When he arrived in Hengchow, Peake converted a building from the Presbyterians located in Hengchow, into a clinic and dispensary for patients. This was the only European hospital in Hunan, China from 1904-1912. Together, Peake and his wife, ran the hospital even when they were shown hatred or faced with death threats on the streets. Over thirty patients showed up each day for treatment, so Peake decided a larger second hospital should be built to support the number of patients that he was receiving.

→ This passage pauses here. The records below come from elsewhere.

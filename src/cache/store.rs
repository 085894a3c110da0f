//! Cache Store Module
//!
//! Synchronous cache engine combining the recency list, the key index and the
//! expiry registry.

use std::collections::HashMap;

use tracing::{debug, warn};

use crate::cache::{CacheStats, ExpiryRegistry, Lookup, NodeRef, RecencyList};
use crate::error::{CacheError, Result};
use crate::timer::CancelHandle;

// == LRU Store ==
/// LRU store with per-key expiry timers.
///
/// The list, the index and the registry only ever change together: every
/// removal (explicit clear, eviction, expiry, overwrite) goes through
/// `detach`.
#[derive(Debug)]
pub struct LruStore<V> {
    /// Entries ordered by recency
    list: RecencyList<V>,
    /// Key to list position
    index: HashMap<String, NodeRef>,
    /// Pending TTL timers
    expiry: ExpiryRegistry,
    /// Performance statistics
    stats: CacheStats,
    /// Maximum number of entries, 0 = unbounded
    max_items: usize,
}

impl<V> LruStore<V> {
    // == Constructor ==
    /// Creates an empty store holding at most `max_items` entries.
    ///
    /// A `max_items` of 0 means unbounded.
    pub fn new(max_items: usize) -> Self {
        Self {
            list: RecencyList::new(),
            index: HashMap::new(),
            expiry: ExpiryRegistry::new(),
            stats: CacheStats::new(),
            max_items,
        }
    }

    // == Set ==
    /// Stores `value` under `key` at the most-recent position.
    ///
    /// An existing entry for `key` is removed first, so its recency and its
    /// timer are reset. `expiry` carries the generation and handle of an
    /// already scheduled TTL timer. Entries beyond capacity are evicted
    /// least-recent first.
    ///
    /// Returns the number of evicted entries.
    pub fn set(
        &mut self,
        key: String,
        value: V,
        expiry: Option<(u64, CancelHandle)>,
    ) -> Result<usize> {
        if let Some(&node) = self.index.get(&key) {
            self.detach(node);
            debug!(key = %key, "Replacing cached entry");
        }

        let node = self.list.insert_front(key.clone(), value);
        self.index.insert(key.clone(), node);

        if let Some((generation, handle)) = expiry {
            self.expiry.register(key, generation, handle);
        }

        let evicted = self.evict_over_capacity()?;
        self.stats.set_total_entries(self.index.len());
        Ok(evicted)
    }

    // == Clear ==
    /// Removes `key` and cancels its timer.
    ///
    /// Returns false if the key was not cached.
    pub fn clear(&mut self, key: &str) -> bool {
        let Some(&node) = self.index.get(key) else {
            return false;
        };
        self.detach(node);
        self.stats.set_total_entries(self.index.len());
        true
    }

    // == Expire ==
    /// Removes `key` on behalf of the timer registered with `generation`.
    ///
    /// A timer that has been superseded (the key was overwritten, cleared or
    /// evicted after it fired) finds a different or missing generation and
    /// leaves the store alone.
    pub fn expire(&mut self, key: &str, generation: u64) -> bool {
        if !self.expiry.is_current(key, generation) {
            return false;
        }
        let Some(&node) = self.index.get(key) else {
            warn!(key, "Expiry registered for a key missing from the index");
            self.expiry.cancel(key);
            return false;
        };
        self.detach(node);
        self.stats.record_expiration();
        self.stats.set_total_entries(self.index.len());
        true
    }

    // == Clear All ==
    /// Drops every entry and cancels every timer.
    ///
    /// Returns the number of entries removed.
    pub fn clear_all(&mut self) -> usize {
        let removed = self.index.len();
        self.expiry.cancel_all();
        self.index.clear();
        self.list.clear();
        self.stats.set_total_entries(0);
        removed
    }

    /// Allocates the generation for a timer about to guard a new entry.
    pub fn next_generation(&mut self) -> u64 {
        self.expiry.next_generation()
    }

    /// Returns true if `key` is cached, without touching its recency.
    pub fn contains(&self, key: &str) -> bool {
        self.index.contains_key(key)
    }

    /// Cached keys from most to least recently used.
    pub fn keys(&self) -> impl Iterator<Item = &str> + '_ {
        self.list.keys()
    }

    // == Stats ==
    /// Returns current cache statistics.
    pub fn stats(&self) -> CacheStats {
        let mut stats = self.stats.clone();
        stats.set_total_entries(self.index.len());
        stats
    }

    /// Number of keys with a pending TTL timer.
    pub fn pending_expirations(&self) -> usize {
        self.expiry.len()
    }

    pub fn max_items(&self) -> usize {
        self.max_items
    }

    // == Length ==
    /// Returns the current number of entries in the cache.
    pub fn len(&self) -> usize {
        self.index.len()
    }

    // == Is Empty ==
    pub fn is_empty(&self) -> bool {
        self.index.is_empty()
    }

    fn evict_over_capacity(&mut self) -> Result<usize> {
        let mut evicted = 0;
        while self.max_items > 0 && self.index.len() > self.max_items {
            let node = self.list.least_recent().ok_or(CacheError::Empty)?;
            let (key, _) = self.detach(node);
            self.stats.record_eviction();
            debug!(key = %key, "Evicted least recently used entry");
            evicted += 1;
        }
        Ok(evicted)
    }

    /// The single removal path for all three structures.
    fn detach(&mut self, node: NodeRef) -> (String, V) {
        let (key, value) = self.list.remove(node);
        self.index.remove(&key);
        self.expiry.cancel(&key);
        (key, value)
    }

    /// Checks that the index and the list describe the same key set.
    #[cfg(test)]
    pub(crate) fn is_consistent(&self) -> bool {
        self.index.len() == self.list.len()
            && self.index.iter().all(|(key, &node)| {
                self.list
                    .get(node)
                    .is_some_and(|entry| entry.key == *key)
            })
            && (self.max_items == 0 || self.index.len() <= self.max_items)
    }
}

impl<V: Clone> LruStore<V> {
    // == Get ==
    /// Looks up `key`, marking it most recently used on a hit.
    ///
    /// TTLs are fixed at `set` time; reads never extend them.
    pub fn get(&mut self, key: &str) -> Lookup<V> {
        let Some(&node) = self.index.get(key) else {
            self.stats.record_miss();
            return Lookup::miss();
        };

        self.list.move_to_front(node);
        match self.list.get(node) {
            Some(entry) => {
                self.stats.record_hit();
                Lookup::hit(entry.value.clone())
            }
            None => {
                warn!(key, "Key index points at a vacant slot");
                self.stats.record_miss();
                Lookup::miss()
            }
        }
    }
}
//! Error types for the cache
//!
//! Provides unified error handling using thiserror.

use axum::{
    http::StatusCode,
    response::{IntoResponse, Response},
    Json,
};
use serde_json::json;
use thiserror::Error;

// == Cache Error Enum ==
/// Unified error type for the cache and its HTTP surface.
///
/// Missing keys are never errors: `get` and `clear` report absence through
/// their return values.
#[derive(Error, Debug, Clone, PartialEq, Eq)]
pub enum CacheError {
    /// Eviction was attempted on an empty recency list.
    ///
    /// The capacity check makes this unreachable, so seeing it means the
    /// list and the key index have drifted apart.
    #[error("Recency list is empty")]
    Empty,

    /// Caller supplied an out-of-range option or malformed input
    #[error("Invalid argument: {0}")]
    InvalidArgument(String),

    /// The timer could not be scheduled
    #[error("Scheduler unavailable: {0}")]
    Scheduler(String),
}

// == IntoResponse Implementation ==
impl IntoResponse for CacheError {
    fn into_response(self) -> Response {
        let status = match &self {
            CacheError::InvalidArgument(_) => StatusCode::BAD_REQUEST,
            CacheError::Scheduler(_) => StatusCode::SERVICE_UNAVAILABLE,
            CacheError::Empty => StatusCode::INTERNAL_SERVER_ERROR,
        };

        let body = Json(json!({
            "error": self.to_string()
        }));

        (status, body).into_response()
    }
}

// == Result Type Alias ==
/// Convenience Result type for the cache.
pub type Result<T> = std::result::Result<T, CacheError>;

In 1905, he then built a second, better, hospital which grew to an annual intake of six to seven thousand patients over the course of five years. In 1911, Peake decided to join the Red Cross during the Chinese Civil War. He worked between both armies, decorated by the Chinese government. He helped anyone who was injured, regardless of what side of the war they were on. In the beginning of the war, Peake served in the R.A.M.C. for part of the time he was in Belgium. On 15 February 1915 he was even named by the Royal Army of Medical Corps as a member of the Army Medical Service. Other forms of missionary work that Peake participated in consisted of teaching locals modern medicine. This included his assistant Dr. Lei whom Peake saw a lot of potential and had great faith in. While at Mackenzie Memorial Hospital, Peake also reorganized the medical surgical facilities there. Peake spent from 1899 to 1922 giving his time and talent to patients in China.

==Legacy==

Ernest Cromwell Peake died on 24 December 1950. He was the first medical missionary to attempt to bring modern Western medical techniques to rural China through the London Missionary Society. Peake’s legacy began with a cataract operation that he performed upon a prominent Chinese citizen who had hit his 70s and had gone blind with age. Peake knew that in order to become respected as a missionary, and ultimately live safely in China, this surgery had to go well. The surgery was a success, and became a Peake family legend and a Chinese legend as well. After the surgery was performed, Peake walked outside to a procession of dejected men bowed down and marching in a line formed by holding the pigtail of the man in front of him. The local blind men were walking to the hospital, let by the man who could now see. Peake then opened a new hospital in 1905, which, by 1910, maintained an annual intake for six to seven thousand patients. Peake was one of the missionaries that carried out the goal of the London Missionary Society, in that he taught locals modern medicine, being one of the first to do so. He mentored his assistant, Dr. Lei, whom had a lot of potential. In December 1912, the London Missionary Society appointed Peake to head the MacKenzie Hospital in Tianjin (this hospital became iconic for both China and the United States, as they would later receive money from the United States Congress in 1929 as an act for the relief of MacKenzie Memorial Hospital, German-American Hospital, and Lau Ye Kun, all of Tianjin, China for the care and treatment of Chinese citizens injured by United States Marine Corps motor vehicles, as well as for the indemnity of those nationals for persons whom personal injuries were due to the negligence of the Marine Corps).

== Publications ==
Peake's experiences as a medical missionary are documented in his memoirs, Peake in China: Memoirs of Ernest Cromwell Peake. The book provides a first-hand account of his medical work and social observations in China, particularly during his tenure in Hengyang.Due to its historical value regarding the modern history of Hunan, a physical copy of Peake's memoirs has been officially included in the collection of the Hengyang Library.